Menurut Ahli Gizi UI, Prof. Saptawati Bardosono (2025), makanan untuk anak sekolah memerlukan standar ketat terkait protein, kalori, dan keamanan pangan. Tanpa pelatihan SDM dan sarana memadai, risiko KLB keracunan akan terus berulang.
Program MBG: Potensi Ladang Korupsi Baru
Minimnya regulasi membuat program MBG ini rawan disalahgunakan. ICW (2025) menilai, dengan anggaran jumbo dan pelaksanaan tergesa-gesa, MBG berpotensi mengulang kasus Bansos COVID-19 di mana markup harga dan vendor fiktif marak terjadi.
Modus yang diidentifikasi ICW meliputi, pengadaan bahan dengan harga di atas pasar. Monopoli penyedia oleh kelompok tertentu dengan bendera yayasan berbeda. Pemotongan anggaran di tingkat daerah.
Tanpa regulasi ketat, MBG bisa menjadi bencana keuangan negara berikutnya.
SDM Minim Pelatihan: Mengulang Kesalahan Lama
Pelaksanaan MBG di banyak daerah memperlihatkan SDM dapur yang tidak terlatih menangani skala besar.
Data dari Kementerian Kesehatan (2025) menunjukkan, hanya 23% dapur MBG yang sudah mengikuti pelatihan keamanan pangan. Sebanyak 61% dapur tidak memiliki fasilitas penyimpanan sesuai standar. Keberadaanya hanya asal ada tanpa memenuhi standarisasi gizi nasional.
Bandingkan dengan India melalui program Mid-Day Meal, setiap dapur komunitas wajib melalui audit kesehatan bulanan dan juru masak dilatih berkala.
Hentikan Program MBG.
Banyak pihak yang menyayangkan pelaksanaan program MBG yang tanpa perencanaan yang matang, terkesan kejar target untuk memenuhi janji politik kampanye presiden.
Melihat carut marut implementasi program MBG yang terkesan dipaksakan ini, dengan berbagai kasus keracunan siswa diberbagai daerah dan ketidaksiapan regulasi dan kegamangan pemerintah daerah, para akademisi dari UI dan UGM (2025) merekomendasikan strategi Pause–Fix–Scale untuk program MBG ini sebagai bahan evaluasi pelaksanaan program MBG.
Pause, hentikan sementara di daerah berisiko tinggi hingga SOP dan regulasi siap. Fix, susun perpres MBG, audit penyedia, latih SDM, libatkan universitas dalam monitoring. Scale, perluas bertahap hanya jika ≥90% dapur memenuhi standar kesehatan dan gizi.
Jangan Ulangi Bencana Kebijakan
Program MBG memiliki visi mulia, tetapi niat baik tanpa tata kelola baik hanya akan melahirkan bencana.

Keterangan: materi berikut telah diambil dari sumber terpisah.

use analysis_core::{
    AnalysisError, DividendRecord, FinancialStatement, MarketDataProvider, PricePoint,
    StatementPeriod, TickerListing, TickerProfile,
};
use async_trait::async_trait;
use axum::body::Body;
use axum::http::{Request, StatusCode};
use axum::Router;
use chrono::{Datelike, Duration, NaiveDate, Utc, Weekday};
use std::path::PathBuf;
use std::sync::atomic::{AtomicUsize, Ordering};
use std::sync::Arc;
use tower::ServiceExt;

use crate::config::Config;
use crate::{build_router, AppState};

/// Deterministic provider: "NODATA" fails everywhere, "EMPTY" has no prices.
#[derive(Default)]
pub struct MockProvider {
    statement_calls: AtomicUsize,
    ticker_list_calls: AtomicUsize,
}

impl MockProvider {
    pub fn statement_calls(&self) -> usize {
        self.statement_calls.load(Ordering::SeqCst)
    }

    pub fn ticker_list_calls(&self) -> usize {
        self.ticker_list_calls.load(Ordering::SeqCst)
    }
}

fn seed(ticker: &str) -> f64 {
    ticker.bytes().map(f64::from).sum::<f64>()
}

fn annual(ticker: &str, year: i32, scale: f64) -> FinancialStatement {
    FinancialStatement {
        symbol: ticker.to_string(),
        period: Some(StatementPeriod::Annual),
        fiscal_year: year,
        fiscal_period: "FY".to_string(),
        end_date: NaiveDate::from_ymd_opt(year, 12, 31),
        revenue: Some(1000.0e9 * scale),
        cost_of_revenue: Some(600.0e9 * scale),
        net_income: Some(100.0e9 * scale),
        eps: Some(6.0 * scale),
        depreciation_and_amortization: Some(50.0e9),
        weighted_average_shares: Some(16.0e9),
        net_receivables: Some(200.0e9 * scale),
        total_current_assets: Some(500.0e9),
        property_plant_equipment_net: Some(300.0e9),
        total_assets: Some(1000.0e9),
        total_current_liabilities: Some(250.0e9),
        total_liabilities: Some(400.0e9),
        shareholders_equity: Some(600.0e9),
        operating_cash_flow: Some(150.0e9 * scale),
        ..Default::default()
    }
}

fn quarterly(ticker: &str, year: i32, quarter: u32) -> FinancialStatement {
    FinancialStatement {
        symbol: ticker.to_string(),
        period: Some(StatementPeriod::Quarterly),
        fiscal_year: year,
        fiscal_period: format!("Q{}", quarter),
        end_date: NaiveDate::from_ymd_opt(year, quarter * 3, 28),
        revenue: Some(250.0e9),
        net_income: Some(25.0e9),
        eps: Some(1.5),
        ..Default::default()
    }
}

#[async_trait]
impl MarketDataProvider for MockProvider {
    async fn daily_closes(
        &self,
        ticker: &str,
        start: NaiveDate,
        end: NaiveDate,
    ) -> Result<Vec<PricePoint>, AnalysisError> {
        match ticker {
            "NODATA" => return Err(AnalysisError::NotFound(ticker.to_string())),
            "EMPTY" => return Ok(Vec::new()),
            _ => {}
        }
        let s = seed(ticker);
        let base = 50.0 + s % 100.0;
        let mut points = Vec::new();
        let mut day = start;
        let mut i = 0.0;
        while day < end {
            if !matches!(day.weekday(), Weekday::Sat | Weekday::Sun) {
                let close = base * (1.0 + 0.02 * (i * 0.7 + s).sin() + 0.001 * i);
                points.push(PricePoint { date: day, close });
                i += 1.0;
            }
            day += Duration::days(1);
        }
        Ok(points)
    }

    async fn statements(
        &self,
        ticker: &str,
        period: StatementPeriod,
        limit: u32,
    ) -> Result<Vec<FinancialStatement>, AnalysisError> {
        self.statement_calls.fetch_add(1, Ordering::SeqCst);
        if ticker == "NODATA" {
            return Err(AnalysisError::NotFound(format!("no financials for {}", ticker)));
        }
        let all = match period {
            StatementPeriod::Annual => vec![annual(ticker, 2023, 1.1), annual(ticker, 2022, 1.0)],
            StatementPeriod::Quarterly => (1..=4).rev().map(|q| quarterly(ticker, 2023, q)).collect(),
        };
        Ok(all.into_iter().take(limit as usize).collect())
    }

    async fn ticker_profile(&self, ticker: &str) -> Result<TickerProfile, AnalysisError> {
        Ok(TickerProfile {
            ticker: ticker.to_string(),
            name: format!("{} Corp", ticker),
            market_cap: Some(2.5e12),
            homepage_url: Some("https://www.example.com".to_string()),
            weighted_shares_outstanding: Some(16.0e9),
        })
    }

    async fn dividends(&self, _ticker: &str, limit: u32) -> Result<Vec<DividendRecord>, AnalysisError> {
        let today = Utc::now().date_naive();
        Ok([30, 120, 210, 300]
            .into_iter()
            .take(limit as usize)
            .map(|days| DividendRecord {
                cash_amount: Some(0.25),
                ex_dividend_date: Some(today - Duration::days(days)),
                frequency: Some(4),
            })
            .collect())
    }

    async fn list_tickers(&self, limit: usize) -> Result<Vec<TickerListing>, AnalysisError> {
        self.ticker_list_calls.fetch_add(1, Ordering::SeqCst);
        Ok([
            ("AAPL", "Apple Inc."),
            ("AMZN", "Amazon.com, Inc."),
            ("MSFT", "Microsoft Corporation"),
            ("SPY", "SPDR S&P 500 ETF Trust"),
            ("^GSPC", "S&P 500 Index"),
        ]
        .iter()
        .take(limit)
        .map(|(s, n)| TickerListing::new(s, n))
        .collect())
    }
}

pub fn test_config(filings_dir: PathBuf) -> Config {
    Config {
        polygon_api_key: "test".to_string(),
        bind_addr: "127.0.0.1:0".to_string(),
        fraud_model_path: None,
        filings_dir,
        openai_api_key: None,
        openai_model: "gpt-3.5-turbo".to_string(),
        benchmark_ticker: "SPY".to_string(),
        ticker_list_limit: 100,
        cache_ttl: std::time::Duration::from_secs(60),
    }
}

pub fn test_state() -> AppState {
    let dir = std::env::temp_dir().join("api-server-no-filings");
    AppState::new(&test_config(dir), Arc::new(MockProvider::default()))
        .expect("test state builds without a model")
}

pub async fn send(app: Router, request: Request<Body>) -> (StatusCode, serde_json::Value) {
    let response = app.oneshot(request).await.expect("router is infallible");
    let status = response.status();
    let bytes = axum::body::to_bytes(response.into_body(), usize::MAX)
        .await
        .expect("body collects");
    let json = serde_json::from_slice(&bytes).unwrap_or(serde_json::Value::Null);
    (status, json)
}

pub async fn get(state: AppState, uri: &str) -> (StatusCode, serde_json::Value) {
    let request = Request::builder()
        .uri(uri)
        .body(Body::empty())
        .expect("valid request");
    send(build_router(state), request).await
}

pub async fn post_json(
    state: AppState,
    uri: &str,
    body: serde_json::Value,
) -> (StatusCode, serde_json::Value) {
    let request = Request::builder()
        .method("POST")
        .uri(uri)
        .header("content-type", "application/json")
        .body(Body::from(body.to_string()))
        .expect("valid request");
    send(build_router(state), request).await
}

Pemerintah harus belajar dari kegagalan masa lalu, memperkuat regulasi, melibatkan petani lokal, dan membangun sistem pengawasan transparan. Jika tidak, MBG akan dikenang bukan sebagai program penyelamat gizi, tetapi sebagai simbol amburadulnya kebijakan publik di era anggaran jumbo.
Penulis: HUSNUL HAKIM SY, MH.,Dekan FISIP Unira Malang dan Pemerhati Kebijakan dan Hukum.